TASK DIRECTIONS: Write out each line of the entries below that holds the word "rendered".

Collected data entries
##########

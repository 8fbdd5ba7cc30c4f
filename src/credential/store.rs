//! Holds, persists and validates the API key.

use crate::credential::obfuscate::{deobfuscate, obfuscate};
use crate::credential::storage::KeyValueStore;
use crate::error::{Result, StudioError};
use crate::remote::StudioClient;
use std::fmt;
use std::sync::Arc;

/// Storage slot holding the obfuscated key.
pub const STORAGE_KEY: &str = "studio_transformer_v2_key";

/// An API key that the remote service accepted.
///
/// Only [`CredentialStore`] hands these out.
#[derive(Clone, PartialEq, Eq)]
pub struct ValidatedCredential {
    secret: String,
}

impl ValidatedCredential {
    pub(crate) fn new(secret: impl Into<String>) -> Self {
        Self {
            secret: secret.into(),
        }
    }

    /// The raw key, for building outbound requests.
    pub fn expose(&self) -> &str {
        &self.secret
    }
}

impl fmt::Debug for ValidatedCredential {
    fn fmt(&self, f: &mut fmt::Formatter<'_>) -> fmt::Result {
        f.debug_struct("ValidatedCredential")
            .field("secret", &"<redacted>")
            .finish()
    }
}

/// Result of probing a candidate key.
#[derive(Debug, Clone, PartialEq, Eq)]
pub enum KeyCheck {
    /// The service accepted the key.
    Valid,
    /// The service reported the key as invalid.
    InvalidKey,
    /// The key could not be checked.
    Unreachable(String),
}

impl KeyCheck {
    /// Returns true only for [`KeyCheck::Valid`].
    pub fn is_valid(&self) -> bool {
        matches!(self, Self::Valid)
    }
}

/// Where the store stands with respect to its key.
#[derive(Debug, Clone, Copy, PartialEq, Eq)]
pub enum KeyStatus {
    /// No key stored or entered.
    Missing,
    /// A key is known but has not passed validation.
    Unvalidated,
    /// A key passed validation this session.
    Validated,
}

/// Owns the single API key used for all remote calls.
pub struct CredentialStore {
    storage: Box<dyn KeyValueStore>,
    client: Arc<dyn StudioClient>,
    validated: Option<ValidatedCredential>,
    candidate: Option<String>,
    last_check: Option<KeyCheck>,
}

impl CredentialStore {
    /// Creates a store over `storage`, validating keys with `client`.
    pub fn new(storage: Box<dyn KeyValueStore>, client: Arc<dyn StudioClient>) -> Self {
        Self {
            storage,
            client,
            validated: None,
            candidate: None,
            last_check: None,
        }
    }

    /// Loads the persisted key and validates it without surfacing errors.
    pub async fn initialize(&mut self) -> KeyStatus {
        let Some(secret) = self.load_persisted() else {
            tracing::debug!("no persisted API key");
            self.last_check = None;
            return self.status();
        };

        let check = self.check(&secret).await;
        if check.is_valid() {
            tracing::debug!("persisted API key validated");
            self.validated = Some(ValidatedCredential::new(secret));
            self.candidate = None;
        } else {
            tracing::debug!(?check, "persisted API key did not validate");
            self.candidate = Some(secret);
        }
        self.last_check = Some(check);
        self.status()
    }

    /// Reads and deobfuscates the stored key.
    pub fn load_persisted(&self) -> Option<String> {
        let stored = match self.storage.get(STORAGE_KEY) {
            Ok(stored) => stored?,
            Err(e) => {
                tracing::warn!("could not read stored API key: {e}");
                return None;
            }
        };
        let secret = deobfuscate(&stored);
        if secret.is_empty() {
            tracing::warn!("stored API key is malformed; ignoring it");
            return None;
        }
        Some(secret)
    }

    /// Obfuscates `secret` and overwrites the stored slot.
    pub fn persist(&mut self, secret: &str) -> Result<()> {
        self.storage.set(STORAGE_KEY, &obfuscate(secret))
    }

    /// Probes the service with `secret`.
    pub async fn check(&self, secret: &str) -> KeyCheck {
        match self.client.probe(secret).await {
            Ok(()) => KeyCheck::Valid,
            Err(e) if e.is_invalid_key() => {
                tracing::warn!(client = self.client.name(), "API key rejected: {e}");
                KeyCheck::InvalidKey
            }
            Err(e) => {
                tracing::warn!(client = self.client.name(), "API key validation failed: {e}");
                KeyCheck::Unreachable(e.user_message())
            }
        }
    }

    /// Returns true only if the service accepts `secret`.
    pub async fn validate(&self, secret: &str) -> bool {
        self.check(secret).await.is_valid()
    }

    /// Validates a user-entered key; on success persists and adopts it.
    ///
    /// On failure the previously validated key, if any, stays in effect.
    pub async fn submit(&mut self, secret: &str) -> Result<ValidatedCredential> {
        let secret = secret.trim();
        if secret.is_empty() {
            return Err(StudioError::InvalidRequest("API key is empty".into()));
        }

        match self.check(secret).await {
            KeyCheck::Valid => {}
            KeyCheck::InvalidKey => return Err(StudioError::InvalidKey),
            KeyCheck::Unreachable(reason) => return Err(StudioError::ValidationFailed(reason)),
        }

        if let Err(e) = self.persist(secret) {
            tracing::warn!("API key validated but could not be saved: {e}");
        }
        let credential = ValidatedCredential::new(secret);
        self.validated = Some(credential.clone());
        self.candidate = None;
        Ok(credential)
    }

    /// Current key status.
    pub fn status(&self) -> KeyStatus {
        if self.validated.is_some() {
            KeyStatus::Validated
        } else if self.candidate.is_some() {
            KeyStatus::Unvalidated
        } else {
            KeyStatus::Missing
        }
    }

    /// The validated key, if any.
    pub fn credential(&self) -> Option<&ValidatedCredential> {
        self.validated.as_ref()
    }

    /// Outcome of the probe made by the last [`CredentialStore::initialize`].
    pub fn last_check(&self) -> Option<&KeyCheck> {
        self.last_check.as_ref()
    }
}

#[cfg(test)]
mod tests {
    use super::*;
    use crate::credential::storage::MemoryStore;
    use crate::testing::FakeClient;

    fn store_with(client: &Arc<FakeClient>, storage: MemoryStore) -> CredentialStore {
        CredentialStore::new(Box::new(storage), client.clone())
    }

    fn storage_holding(value: &str) -> MemoryStore {
        let mut storage = MemoryStore::new();
        storage.set(STORAGE_KEY, value).unwrap();
        storage
    }

    #[test]
    fn test_persist_then_load() {
        let client = Arc::new(FakeClient::accepting("good-key"));
        let mut store = store_with(&client, MemoryStore::new());

        assert_eq!(store.load_persisted(), None);
        store.persist("first-key").unwrap();
        store.persist("good-key").unwrap();
        assert_eq!(store.load_persisted().as_deref(), Some("good-key"));
    }

    #[test]
    fn test_stored_value_is_obfuscated() {
        let client = Arc::new(FakeClient::accepting("good-key"));
        let mut store = store_with(&client, MemoryStore::new());
        store.persist("good-key").unwrap();

        let raw = store.storage.get(STORAGE_KEY).unwrap().unwrap();
        assert_ne!(raw, "good-key");
        assert!(!raw.contains("good-key"));
    }

    #[test]
    fn test_malformed_storage_reads_as_absent() {
        let client = Arc::new(FakeClient::accepting("good-key"));
        let store = store_with(&client, storage_holding("plain-good-key"));
        assert_eq!(store.load_persisted(), None);
    }

    #[tokio::test]
    async fn test_check_distinguishes_causes() {
        let client = Arc::new(FakeClient::accepting("good-key"));
        let store = store_with(&client, MemoryStore::new());

        assert_eq!(store.check("good-key").await, KeyCheck::Valid);
        assert_eq!(store.check("bad-key").await, KeyCheck::InvalidKey);
        assert!(matches!(
            store.check(FakeClient::OFFLINE_KEY).await,
            KeyCheck::Unreachable(_)
        ));

        assert!(store.validate("good-key").await);
        assert!(!store.validate("bad-key").await);
        assert!(!store.validate(FakeClient::OFFLINE_KEY).await);
    }

    #[tokio::test]
    async fn test_initialize_validates_persisted_key() {
        let client = Arc::new(FakeClient::accepting("good-key"));
        let mut store = store_with(&client, storage_holding(&obfuscate("good-key")));

        assert_eq!(store.initialize().await, KeyStatus::Validated);
        assert_eq!(store.credential().unwrap().expose(), "good-key");
        assert_eq!(client.probes(), 1);
    }

    #[tokio::test]
    async fn test_initialize_failure_is_silent() {
        let client = Arc::new(FakeClient::accepting("good-key"));
        let mut store = store_with(&client, storage_holding(&obfuscate("stale-key")));

        assert_eq!(store.initialize().await, KeyStatus::Unvalidated);
        assert!(store.credential().is_none());
    }

    #[tokio::test]
    async fn test_initialize_records_probe_outcome() {
        let client = Arc::new(FakeClient::accepting("good-key"));
        let mut store = store_with(&client, storage_holding(&obfuscate("stale-key")));

        store.initialize().await;
        assert_eq!(store.last_check(), Some(&KeyCheck::InvalidKey));
        assert_eq!(client.probes(), 1);

        let mut store = store_with(&client, MemoryStore::new());
        store.initialize().await;
        assert_eq!(store.last_check(), None);
    }

    #[tokio::test]
    async fn test_initialize_without_key_skips_probe() {
        let client = Arc::new(FakeClient::accepting("good-key"));
        let mut store = store_with(&client, MemoryStore::new());

        assert_eq!(store.initialize().await, KeyStatus::Missing);
        assert_eq!(client.probes(), 0);
    }

    #[tokio::test]
    async fn test_submit_persists_valid_key() {
        let client = Arc::new(FakeClient::accepting("good-key"));
        let mut store = store_with(&client, MemoryStore::new());

        let credential = store.submit("  good-key \n").await.unwrap();
        assert_eq!(credential.expose(), "good-key");
        assert_eq!(store.status(), KeyStatus::Validated);
        assert_eq!(store.load_persisted().as_deref(), Some("good-key"));
    }

    #[tokio::test]
    async fn test_submit_failure_keeps_previous_key() {
        let client = Arc::new(FakeClient::accepting("good-key"));
        let mut store = store_with(&client, MemoryStore::new());
        store.submit("good-key").await.unwrap();

        let err = store.submit("bad-key").await.unwrap_err();
        assert!(matches!(err, StudioError::InvalidKey));
        let err = store.submit(FakeClient::OFFLINE_KEY).await.unwrap_err();
        assert!(matches!(err, StudioError::ValidationFailed(_)));
        let err = store.submit("   ").await.unwrap_err();
        assert!(matches!(err, StudioError::InvalidRequest(_)));

        assert_eq!(store.credential().unwrap().expose(), "good-key");
        assert_eq!(store.load_persisted().as_deref(), Some("good-key"));
    }

    #[test]
    fn test_debug_redacts_secret() {
        let credential = ValidatedCredential::new("super-secret");
        let rendered = format!("{credential:?}");
        assert!(!rendered.contains("super-secret"));
        assert!(rendered.contains("redacted"));
    }
}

##########

RESPONSE FOR THIS EXERCISE:
        let rendered = format!("{credential:?}");
        assert!(!rendered.contains("super-secret"));
        assert!(rendered.contains("redacted"));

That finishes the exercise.